* _Your goal_: Where a line of the entries below includes the string "expired", count it. Give only the resulting number.

* _Task data_:
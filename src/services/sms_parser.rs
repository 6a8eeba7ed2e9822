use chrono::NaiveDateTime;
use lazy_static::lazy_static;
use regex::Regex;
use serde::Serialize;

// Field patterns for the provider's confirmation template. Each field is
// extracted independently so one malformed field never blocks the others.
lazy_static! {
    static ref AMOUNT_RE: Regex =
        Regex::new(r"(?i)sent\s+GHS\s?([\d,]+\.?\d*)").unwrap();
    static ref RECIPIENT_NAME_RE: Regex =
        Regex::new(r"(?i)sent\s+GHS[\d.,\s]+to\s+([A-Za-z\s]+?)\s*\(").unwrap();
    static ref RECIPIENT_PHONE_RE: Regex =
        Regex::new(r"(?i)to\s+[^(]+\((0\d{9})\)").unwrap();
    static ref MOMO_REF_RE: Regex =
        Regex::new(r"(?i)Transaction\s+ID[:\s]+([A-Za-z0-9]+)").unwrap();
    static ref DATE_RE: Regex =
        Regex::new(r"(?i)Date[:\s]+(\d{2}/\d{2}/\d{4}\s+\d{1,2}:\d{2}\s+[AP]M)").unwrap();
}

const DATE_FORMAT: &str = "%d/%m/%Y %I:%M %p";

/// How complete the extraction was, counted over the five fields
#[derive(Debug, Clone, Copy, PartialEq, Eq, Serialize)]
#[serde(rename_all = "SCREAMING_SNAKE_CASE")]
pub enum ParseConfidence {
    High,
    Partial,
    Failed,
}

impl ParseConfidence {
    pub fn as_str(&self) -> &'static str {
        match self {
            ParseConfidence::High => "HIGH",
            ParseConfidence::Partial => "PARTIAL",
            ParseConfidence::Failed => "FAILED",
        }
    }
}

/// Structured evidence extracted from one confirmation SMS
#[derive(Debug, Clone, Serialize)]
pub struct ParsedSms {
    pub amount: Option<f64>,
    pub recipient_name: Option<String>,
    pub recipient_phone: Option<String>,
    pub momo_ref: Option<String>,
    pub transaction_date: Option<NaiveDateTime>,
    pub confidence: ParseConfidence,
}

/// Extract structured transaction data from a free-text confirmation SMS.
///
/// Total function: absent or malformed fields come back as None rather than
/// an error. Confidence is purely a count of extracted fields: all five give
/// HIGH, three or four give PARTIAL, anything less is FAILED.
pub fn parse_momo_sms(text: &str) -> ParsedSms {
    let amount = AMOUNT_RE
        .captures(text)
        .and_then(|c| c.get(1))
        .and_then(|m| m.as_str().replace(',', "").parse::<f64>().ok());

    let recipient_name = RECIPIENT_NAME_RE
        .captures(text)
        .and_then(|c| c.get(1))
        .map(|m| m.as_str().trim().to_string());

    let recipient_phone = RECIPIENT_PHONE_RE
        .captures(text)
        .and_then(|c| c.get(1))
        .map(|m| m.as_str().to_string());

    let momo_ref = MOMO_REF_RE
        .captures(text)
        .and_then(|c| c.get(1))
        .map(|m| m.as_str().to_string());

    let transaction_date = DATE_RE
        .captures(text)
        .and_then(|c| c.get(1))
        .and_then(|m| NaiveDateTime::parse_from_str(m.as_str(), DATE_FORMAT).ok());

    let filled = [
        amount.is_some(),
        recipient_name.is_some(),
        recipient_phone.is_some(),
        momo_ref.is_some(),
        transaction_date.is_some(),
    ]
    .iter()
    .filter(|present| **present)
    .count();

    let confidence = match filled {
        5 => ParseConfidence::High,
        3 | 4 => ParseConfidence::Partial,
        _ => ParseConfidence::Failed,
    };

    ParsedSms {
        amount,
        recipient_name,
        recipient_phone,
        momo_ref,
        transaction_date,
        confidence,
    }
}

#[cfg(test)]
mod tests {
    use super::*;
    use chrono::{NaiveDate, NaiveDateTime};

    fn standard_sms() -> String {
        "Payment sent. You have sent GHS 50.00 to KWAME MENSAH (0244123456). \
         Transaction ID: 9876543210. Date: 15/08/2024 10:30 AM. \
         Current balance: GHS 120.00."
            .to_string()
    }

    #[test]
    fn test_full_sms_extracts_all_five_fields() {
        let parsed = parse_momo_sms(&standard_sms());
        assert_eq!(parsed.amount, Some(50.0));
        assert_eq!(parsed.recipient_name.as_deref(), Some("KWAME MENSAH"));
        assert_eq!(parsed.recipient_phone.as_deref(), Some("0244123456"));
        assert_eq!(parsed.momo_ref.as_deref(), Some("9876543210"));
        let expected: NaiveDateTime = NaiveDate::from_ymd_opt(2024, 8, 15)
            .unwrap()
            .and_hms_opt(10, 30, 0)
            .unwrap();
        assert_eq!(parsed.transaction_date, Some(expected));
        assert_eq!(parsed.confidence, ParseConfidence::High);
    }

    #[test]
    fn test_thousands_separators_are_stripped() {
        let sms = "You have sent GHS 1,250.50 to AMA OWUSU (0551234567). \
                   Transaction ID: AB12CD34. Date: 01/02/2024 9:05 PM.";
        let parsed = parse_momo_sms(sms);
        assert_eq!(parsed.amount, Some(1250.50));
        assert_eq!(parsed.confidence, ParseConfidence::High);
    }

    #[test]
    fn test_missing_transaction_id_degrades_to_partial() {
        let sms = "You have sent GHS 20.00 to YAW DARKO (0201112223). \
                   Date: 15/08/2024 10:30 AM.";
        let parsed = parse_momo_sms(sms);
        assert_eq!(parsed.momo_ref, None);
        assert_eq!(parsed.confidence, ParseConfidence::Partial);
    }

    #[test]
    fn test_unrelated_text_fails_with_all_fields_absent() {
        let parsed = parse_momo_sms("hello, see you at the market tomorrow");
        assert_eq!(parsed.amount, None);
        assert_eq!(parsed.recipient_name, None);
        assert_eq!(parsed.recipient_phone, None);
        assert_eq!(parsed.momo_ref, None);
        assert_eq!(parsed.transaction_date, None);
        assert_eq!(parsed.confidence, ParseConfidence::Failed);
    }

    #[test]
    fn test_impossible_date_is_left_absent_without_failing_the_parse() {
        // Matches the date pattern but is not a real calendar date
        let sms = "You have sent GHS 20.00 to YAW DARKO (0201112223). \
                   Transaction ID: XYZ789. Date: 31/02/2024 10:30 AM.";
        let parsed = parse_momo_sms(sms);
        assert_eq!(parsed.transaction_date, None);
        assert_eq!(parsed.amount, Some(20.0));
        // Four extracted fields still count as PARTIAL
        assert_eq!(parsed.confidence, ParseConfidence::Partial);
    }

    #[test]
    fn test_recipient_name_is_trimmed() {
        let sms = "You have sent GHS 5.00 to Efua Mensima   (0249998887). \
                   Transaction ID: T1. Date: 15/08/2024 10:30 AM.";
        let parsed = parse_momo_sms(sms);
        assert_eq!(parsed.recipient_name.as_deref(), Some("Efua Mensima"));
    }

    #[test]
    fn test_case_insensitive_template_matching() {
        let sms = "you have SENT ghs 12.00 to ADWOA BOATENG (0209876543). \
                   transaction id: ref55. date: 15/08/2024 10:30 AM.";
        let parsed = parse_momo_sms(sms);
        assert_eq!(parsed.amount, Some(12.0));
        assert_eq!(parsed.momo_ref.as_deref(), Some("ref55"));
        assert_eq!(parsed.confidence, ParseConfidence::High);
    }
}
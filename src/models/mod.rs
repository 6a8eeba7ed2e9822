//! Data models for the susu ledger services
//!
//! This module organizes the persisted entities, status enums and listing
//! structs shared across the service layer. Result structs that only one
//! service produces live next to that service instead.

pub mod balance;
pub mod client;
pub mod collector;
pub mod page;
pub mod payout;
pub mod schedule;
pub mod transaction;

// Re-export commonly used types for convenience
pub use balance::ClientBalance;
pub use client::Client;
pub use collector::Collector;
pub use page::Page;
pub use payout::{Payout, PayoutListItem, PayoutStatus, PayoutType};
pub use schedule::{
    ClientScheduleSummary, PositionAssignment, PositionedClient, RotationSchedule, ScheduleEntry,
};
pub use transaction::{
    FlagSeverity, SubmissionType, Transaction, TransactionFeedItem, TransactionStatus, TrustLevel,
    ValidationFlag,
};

* * *

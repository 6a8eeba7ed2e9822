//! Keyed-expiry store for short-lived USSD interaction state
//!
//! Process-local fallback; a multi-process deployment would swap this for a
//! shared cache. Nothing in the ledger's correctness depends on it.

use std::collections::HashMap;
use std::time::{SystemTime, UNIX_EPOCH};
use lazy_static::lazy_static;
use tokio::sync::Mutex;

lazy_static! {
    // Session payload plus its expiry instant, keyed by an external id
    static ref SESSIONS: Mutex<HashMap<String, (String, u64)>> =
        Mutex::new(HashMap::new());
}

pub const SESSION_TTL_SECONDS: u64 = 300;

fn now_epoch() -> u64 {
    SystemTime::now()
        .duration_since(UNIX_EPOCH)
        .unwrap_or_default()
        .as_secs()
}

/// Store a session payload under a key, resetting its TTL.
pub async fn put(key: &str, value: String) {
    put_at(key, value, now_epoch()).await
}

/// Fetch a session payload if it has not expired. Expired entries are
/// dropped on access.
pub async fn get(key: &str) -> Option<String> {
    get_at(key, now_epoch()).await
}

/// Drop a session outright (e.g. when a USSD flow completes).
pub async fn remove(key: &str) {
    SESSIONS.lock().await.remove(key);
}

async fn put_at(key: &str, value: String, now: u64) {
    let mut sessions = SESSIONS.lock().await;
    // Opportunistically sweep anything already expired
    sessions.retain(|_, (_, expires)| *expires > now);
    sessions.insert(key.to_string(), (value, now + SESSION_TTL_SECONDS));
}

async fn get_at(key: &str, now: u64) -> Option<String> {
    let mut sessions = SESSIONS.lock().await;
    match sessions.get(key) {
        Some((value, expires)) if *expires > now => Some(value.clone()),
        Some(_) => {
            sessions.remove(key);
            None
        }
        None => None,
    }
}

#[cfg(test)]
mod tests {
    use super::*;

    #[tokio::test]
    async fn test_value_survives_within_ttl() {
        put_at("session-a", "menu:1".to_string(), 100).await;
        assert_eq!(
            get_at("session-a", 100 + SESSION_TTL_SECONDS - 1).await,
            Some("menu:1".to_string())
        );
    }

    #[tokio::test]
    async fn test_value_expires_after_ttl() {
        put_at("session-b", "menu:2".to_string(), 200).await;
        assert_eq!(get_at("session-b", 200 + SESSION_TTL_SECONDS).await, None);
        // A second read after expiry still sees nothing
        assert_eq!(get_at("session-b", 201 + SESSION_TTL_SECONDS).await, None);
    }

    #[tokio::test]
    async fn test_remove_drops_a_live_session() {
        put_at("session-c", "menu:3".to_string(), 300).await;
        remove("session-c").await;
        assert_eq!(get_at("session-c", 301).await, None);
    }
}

* _Result below_: 2